Data excerpts

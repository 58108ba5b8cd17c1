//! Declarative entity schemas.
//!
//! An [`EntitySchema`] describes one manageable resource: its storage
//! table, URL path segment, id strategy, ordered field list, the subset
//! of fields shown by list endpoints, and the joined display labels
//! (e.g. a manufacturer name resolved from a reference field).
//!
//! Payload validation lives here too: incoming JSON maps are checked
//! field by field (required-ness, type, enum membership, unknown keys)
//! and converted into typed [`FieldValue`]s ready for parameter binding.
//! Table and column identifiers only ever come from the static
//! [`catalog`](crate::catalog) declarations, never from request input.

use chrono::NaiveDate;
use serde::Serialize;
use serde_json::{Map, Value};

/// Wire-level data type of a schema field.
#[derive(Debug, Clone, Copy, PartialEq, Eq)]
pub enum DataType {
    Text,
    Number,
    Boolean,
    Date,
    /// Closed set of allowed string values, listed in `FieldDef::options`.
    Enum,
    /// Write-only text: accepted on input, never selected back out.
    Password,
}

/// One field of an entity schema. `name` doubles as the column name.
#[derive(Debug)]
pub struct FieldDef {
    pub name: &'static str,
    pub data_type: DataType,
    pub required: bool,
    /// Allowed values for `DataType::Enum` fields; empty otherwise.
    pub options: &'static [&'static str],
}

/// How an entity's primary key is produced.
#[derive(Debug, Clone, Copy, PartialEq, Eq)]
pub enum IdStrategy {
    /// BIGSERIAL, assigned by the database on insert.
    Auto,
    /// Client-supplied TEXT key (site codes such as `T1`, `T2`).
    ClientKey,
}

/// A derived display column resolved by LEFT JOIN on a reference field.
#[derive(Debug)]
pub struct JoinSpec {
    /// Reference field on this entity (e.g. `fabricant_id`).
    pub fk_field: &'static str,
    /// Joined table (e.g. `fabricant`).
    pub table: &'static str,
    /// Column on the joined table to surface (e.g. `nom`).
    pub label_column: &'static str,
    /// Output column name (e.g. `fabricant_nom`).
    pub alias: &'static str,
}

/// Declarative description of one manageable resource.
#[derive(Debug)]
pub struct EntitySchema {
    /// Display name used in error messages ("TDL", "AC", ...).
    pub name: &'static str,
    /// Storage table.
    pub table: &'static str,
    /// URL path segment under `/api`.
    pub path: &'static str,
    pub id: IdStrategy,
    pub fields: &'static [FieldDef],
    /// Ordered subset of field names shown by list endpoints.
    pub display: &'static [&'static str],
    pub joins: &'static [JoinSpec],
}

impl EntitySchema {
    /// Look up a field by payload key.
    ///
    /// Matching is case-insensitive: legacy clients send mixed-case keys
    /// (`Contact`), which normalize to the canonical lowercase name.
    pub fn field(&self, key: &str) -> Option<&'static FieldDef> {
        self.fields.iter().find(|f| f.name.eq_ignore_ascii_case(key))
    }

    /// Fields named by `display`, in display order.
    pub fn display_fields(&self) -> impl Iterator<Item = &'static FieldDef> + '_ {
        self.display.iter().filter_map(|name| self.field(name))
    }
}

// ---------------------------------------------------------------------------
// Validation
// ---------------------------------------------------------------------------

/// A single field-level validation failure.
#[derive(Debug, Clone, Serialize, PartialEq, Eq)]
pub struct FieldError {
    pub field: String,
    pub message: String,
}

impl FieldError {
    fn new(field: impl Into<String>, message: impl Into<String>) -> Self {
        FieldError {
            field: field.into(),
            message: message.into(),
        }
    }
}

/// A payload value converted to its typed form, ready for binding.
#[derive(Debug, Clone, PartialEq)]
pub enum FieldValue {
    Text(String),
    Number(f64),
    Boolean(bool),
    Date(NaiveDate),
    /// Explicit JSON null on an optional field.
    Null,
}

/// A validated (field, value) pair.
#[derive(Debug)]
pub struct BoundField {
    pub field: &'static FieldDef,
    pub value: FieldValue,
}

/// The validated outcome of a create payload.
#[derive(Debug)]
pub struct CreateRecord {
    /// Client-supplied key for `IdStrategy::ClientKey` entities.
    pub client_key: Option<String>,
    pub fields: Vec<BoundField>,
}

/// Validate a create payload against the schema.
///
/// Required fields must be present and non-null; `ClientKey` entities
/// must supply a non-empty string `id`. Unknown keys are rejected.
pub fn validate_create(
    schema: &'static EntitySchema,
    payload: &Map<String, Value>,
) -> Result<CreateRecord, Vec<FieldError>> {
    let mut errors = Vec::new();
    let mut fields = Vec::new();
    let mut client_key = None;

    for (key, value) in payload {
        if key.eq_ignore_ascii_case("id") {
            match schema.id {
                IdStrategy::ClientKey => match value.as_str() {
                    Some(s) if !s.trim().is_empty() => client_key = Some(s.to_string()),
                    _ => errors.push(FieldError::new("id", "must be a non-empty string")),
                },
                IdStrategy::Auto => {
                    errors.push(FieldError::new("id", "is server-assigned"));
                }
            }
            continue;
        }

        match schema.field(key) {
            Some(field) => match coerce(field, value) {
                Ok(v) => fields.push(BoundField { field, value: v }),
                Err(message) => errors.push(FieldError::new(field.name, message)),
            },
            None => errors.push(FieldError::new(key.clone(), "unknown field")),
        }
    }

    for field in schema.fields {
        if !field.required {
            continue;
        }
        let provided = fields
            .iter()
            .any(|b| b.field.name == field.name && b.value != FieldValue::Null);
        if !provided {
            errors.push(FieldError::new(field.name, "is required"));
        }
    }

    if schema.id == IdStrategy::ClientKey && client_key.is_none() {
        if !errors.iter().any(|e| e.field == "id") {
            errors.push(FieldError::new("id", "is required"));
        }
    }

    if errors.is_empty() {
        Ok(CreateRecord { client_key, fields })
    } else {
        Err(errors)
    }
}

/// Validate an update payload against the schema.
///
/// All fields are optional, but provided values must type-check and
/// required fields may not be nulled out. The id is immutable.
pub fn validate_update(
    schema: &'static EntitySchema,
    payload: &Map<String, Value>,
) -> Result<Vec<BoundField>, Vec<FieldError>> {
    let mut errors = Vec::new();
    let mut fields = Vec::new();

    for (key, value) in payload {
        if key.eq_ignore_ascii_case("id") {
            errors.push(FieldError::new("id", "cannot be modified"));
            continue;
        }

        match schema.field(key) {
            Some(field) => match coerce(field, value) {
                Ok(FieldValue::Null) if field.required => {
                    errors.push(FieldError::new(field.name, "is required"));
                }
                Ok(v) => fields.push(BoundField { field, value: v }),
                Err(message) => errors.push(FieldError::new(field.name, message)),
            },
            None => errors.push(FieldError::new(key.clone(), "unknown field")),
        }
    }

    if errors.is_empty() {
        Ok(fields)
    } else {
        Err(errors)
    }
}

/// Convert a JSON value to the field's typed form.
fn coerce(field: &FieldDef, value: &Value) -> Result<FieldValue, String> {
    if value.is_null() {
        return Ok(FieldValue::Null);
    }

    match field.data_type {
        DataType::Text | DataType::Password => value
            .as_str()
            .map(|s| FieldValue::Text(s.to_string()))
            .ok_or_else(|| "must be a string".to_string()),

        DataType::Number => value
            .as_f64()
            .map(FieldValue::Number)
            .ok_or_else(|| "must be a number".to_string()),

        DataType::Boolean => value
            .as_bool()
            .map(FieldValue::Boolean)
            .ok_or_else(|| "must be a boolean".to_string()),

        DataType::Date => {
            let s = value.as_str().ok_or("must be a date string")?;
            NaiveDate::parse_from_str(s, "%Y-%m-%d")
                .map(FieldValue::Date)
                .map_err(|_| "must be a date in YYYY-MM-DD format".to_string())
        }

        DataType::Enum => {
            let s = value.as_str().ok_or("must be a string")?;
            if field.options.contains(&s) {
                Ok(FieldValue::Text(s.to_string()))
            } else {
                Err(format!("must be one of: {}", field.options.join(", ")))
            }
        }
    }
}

> _Directions for this task_:
The records above are to be duplicated in full and exactly.

> _Written answer_:
repository 58108ba5b8cd17c1
//! Declarative entity schemas.
//!
//! An [`EntitySchema`] describes one manageable resource: its storage
//! table, URL path segment, id strategy, ordered field list, the subset
//! of fields shown by list endpoints, and the joined display labels
//! (e.g. a manufacturer name resolved from a reference field).
//!
//! Payload validation lives here too: incoming JSON maps are checked
//! field by field (required-ness, type, enum membership, unknown keys)
//! and converted into typed [`FieldValue`]s ready for parameter binding.
//! Table and column identifiers only ever come from the static
//! [`catalog`](crate::catalog) declarations, never from request input.

use chrono::NaiveDate;
use serde::Serialize;
use serde_json::{Map, Value};

/// Wire-level data type of a schema field.
#[derive(Debug, Clone, Copy, PartialEq, Eq)]
pub enum DataType {
    Text,
    Number,
    Boolean,
    Date,
    /// Closed set of allowed string values, listed in `FieldDef::options`.
    Enum,
    /// Write-only text: accepted on input, never selected back out.
    Password,
}

/// One field of an entity schema. `name` doubles as the column name.
#[derive(Debug)]
pub struct FieldDef {
    pub name: &'static str,
    pub data_type: DataType,
    pub required: bool,
    /// Allowed values for `DataType::Enum` fields; empty otherwise.
    pub options: &'static [&'static str],
}

/// How an entity's primary key is produced.
#[derive(Debug, Clone, Copy, PartialEq, Eq)]
pub enum IdStrategy {
    /// BIGSERIAL, assigned by the database on insert.
    Auto,
    /// Client-supplied TEXT key (site codes such as `T1`, `T2`).
    ClientKey,
}

/// A derived display column resolved by LEFT JOIN on a reference field.
#[derive(Debug)]
pub struct JoinSpec {
    /// Reference field on this entity (e.g. `fabricant_id`).
    pub fk_field: &'static str,
    /// Joined table (e.g. `fabricant`).
    pub table: &'static str,
    /// Column on the joined table to surface (e.g. `nom`).
    pub label_column: &'static str,
    /// Output column name (e.g. `fabricant_nom`).
    pub alias: &'static str,
}

/// Declarative description of one manageable resource.
#[derive(Debug)]
pub struct EntitySchema {
    /// Display name used in error messages ("TDL", "AC", ...).
    pub name: &'static str,
    /// Storage table.
    pub table: &'static str,
    /// URL path segment under `/api`.
    pub path: &'static str,
    pub id: IdStrategy,
    pub fields: &'static [FieldDef],
    /// Ordered subset of field names shown by list endpoints.
    pub display: &'static [&'static str],
    pub joins: &'static [JoinSpec],
}

impl EntitySchema {
    /// Look up a field by payload key.
    ///
    /// Matching is case-insensitive: legacy clients send mixed-case keys
    /// (`Contact`), which normalize to the canonical lowercase name.
    pub fn field(&self, key: &str) -> Option<&'static FieldDef> {
        self.fields.iter().find(|f| f.name.eq_ignore_ascii_case(key))
    }

    /// Fields named by `display`, in display order.
    pub fn display_fields(&self) -> impl Iterator<Item = &'static FieldDef> + '_ {
        self.display.iter().filter_map(|name| self.field(name))
    }
}

// ---------------------------------------------------------------------------
// Validation
// ---------------------------------------------------------------------------

/// A single field-level validation failure.
#[derive(Debug, Clone, Serialize, PartialEq, Eq)]
pub struct FieldError {
    pub field: String,
    pub message: String,
}

impl FieldError {
    fn new(field: impl Into<String>, message: impl Into<String>) -> Self {
        FieldError {
            field: field.into(),
            message: message.into(),
        }
    }
}

/// A payload value converted to its typed form, ready for binding.
#[derive(Debug, Clone, PartialEq)]
pub enum FieldValue {
    Text(String),
    Number(f64),
    Boolean(bool),
    Date(NaiveDate),
    /// Explicit JSON null on an optional field.
    Null,
}

/// A validated (field, value) pair.
#[derive(Debug)]
pub struct BoundField {
    pub field: &'static FieldDef,
    pub value: FieldValue,
}

/// The validated outcome of a create payload.
#[derive(Debug)]
pub struct CreateRecord {
    /// Client-supplied key for `IdStrategy::ClientKey` entities.
    pub client_key: Option<String>,
    pub fields: Vec<BoundField>,
}

/// Validate a create payload against the schema.
///
/// Required fields must be present and non-null; `ClientKey` entities
/// must supply a non-empty string `id`. Unknown keys are rejected.
pub fn validate_create(
    schema: &'static EntitySchema,
    payload: &Map<String, Value>,
) -> Result<CreateRecord, Vec<FieldError>> {
    let mut errors = Vec::new();
    let mut fields = Vec::new();
    let mut client_key = None;

    for (key, value) in payload {
        if key.eq_ignore_ascii_case("id") {
            match schema.id {
                IdStrategy::ClientKey => match value.as_str() {
                    Some(s) if !s.trim().is_empty() => client_key = Some(s.to_string()),
                    _ => errors.push(FieldError::new("id", "must be a non-empty string")),
                },
                IdStrategy::Auto => {
                    errors.push(FieldError::new("id", "is server-assigned"));
                }
            }
            continue;
        }

        match schema.field(key) {
            Some(field) => match coerce(field, value) {
                Ok(v) => fields.push(BoundField { field, value: v }),
                Err(message) => errors.push(FieldError::new(field.name, message)),
            },
            None => errors.push(FieldError::new(key.clone(), "unknown field")),
        }
    }

    for field in schema.fields {
        if !field.required {
            continue;
        }
        let provided = fields
            .iter()
            .any(|b| b.field.name == field.name && b.value != FieldValue::Null);
        if !provided {
            errors.push(FieldError::new(field.name, "is required"));
        }
    }

    if schema.id == IdStrategy::ClientKey && client_key.is_none() {
        if !errors.iter().any(|e| e.field == "id") {
            errors.push(FieldError::new("id", "is required"));
        }
    }

    if errors.is_empty() {
        Ok(CreateRecord { client_key, fields })
    } else {
        Err(errors)
    }
}

/// Validate an update payload against the schema.
///
/// All fields are optional, but provided values must type-check and
/// required fields may not be nulled out. The id is immutable.
pub fn validate_update(
    schema: &'static EntitySchema,
    payload: &Map<String, Value>,
) -> Result<Vec<BoundField>, Vec<FieldError>> {
    let mut errors = Vec::new();
    let mut fields = Vec::new();

    for (key, value) in payload {
        if key.eq_ignore_ascii_case("id") {
            errors.push(FieldError::new("id", "cannot be modified"));
            continue;
        }

        match schema.field(key) {
            Some(field) => match coerce(field, value) {
                Ok(FieldValue::Null) if field.required => {
                    errors.push(FieldError::new(field.name, "is required"));
                }
                Ok(v) => fields.push(BoundField { field, value: v }),
                Err(message) => errors.push(FieldError::new(field.name, message)),
            },
            None => errors.push(FieldError::new(key.clone(), "unknown field")),
        }
    }

    if errors.is_empty() {
        Ok(fields)
    } else {
        Err(errors)
    }
}

/// Convert a JSON value to the field's typed form.
fn coerce(field: &FieldDef, value: &Value) -> Result<FieldValue, String> {
    if value.is_null() {
        return Ok(FieldValue::Null);
    }

    match field.data_type {
        DataType::Text | DataType::Password => value
            .as_str()
            .map(|s| FieldValue::Text(s.to_string()))
            .ok_or_else(|| "must be a string".to_string()),

        DataType::Number => value
            .as_f64()
            .map(FieldValue::Number)
            .ok_or_else(|| "must be a number".to_string()),

        DataType::Boolean => value
            .as_bool()
            .map(FieldValue::Boolean)
            .ok_or_else(|| "must be a boolean".to_string()),

        DataType::Date => {
            let s = value.as_str().ok_or("must be a date string")?;
            NaiveDate::parse_from_str(s, "%Y-%m-%d")
                .map(FieldValue::Date)
                .map_err(|_| "must be a date in YYYY-MM-DD format".to_string())
        }

        DataType::Enum => {
            let s = value.as_str().ok_or("must be a string")?;
            if field.options.contains(&s) {
                Ok(FieldValue::Text(s.to_string()))
            } else {
                Err(format!("must be one of: {}", field.options.join(", ")))
            }
        }
    }
}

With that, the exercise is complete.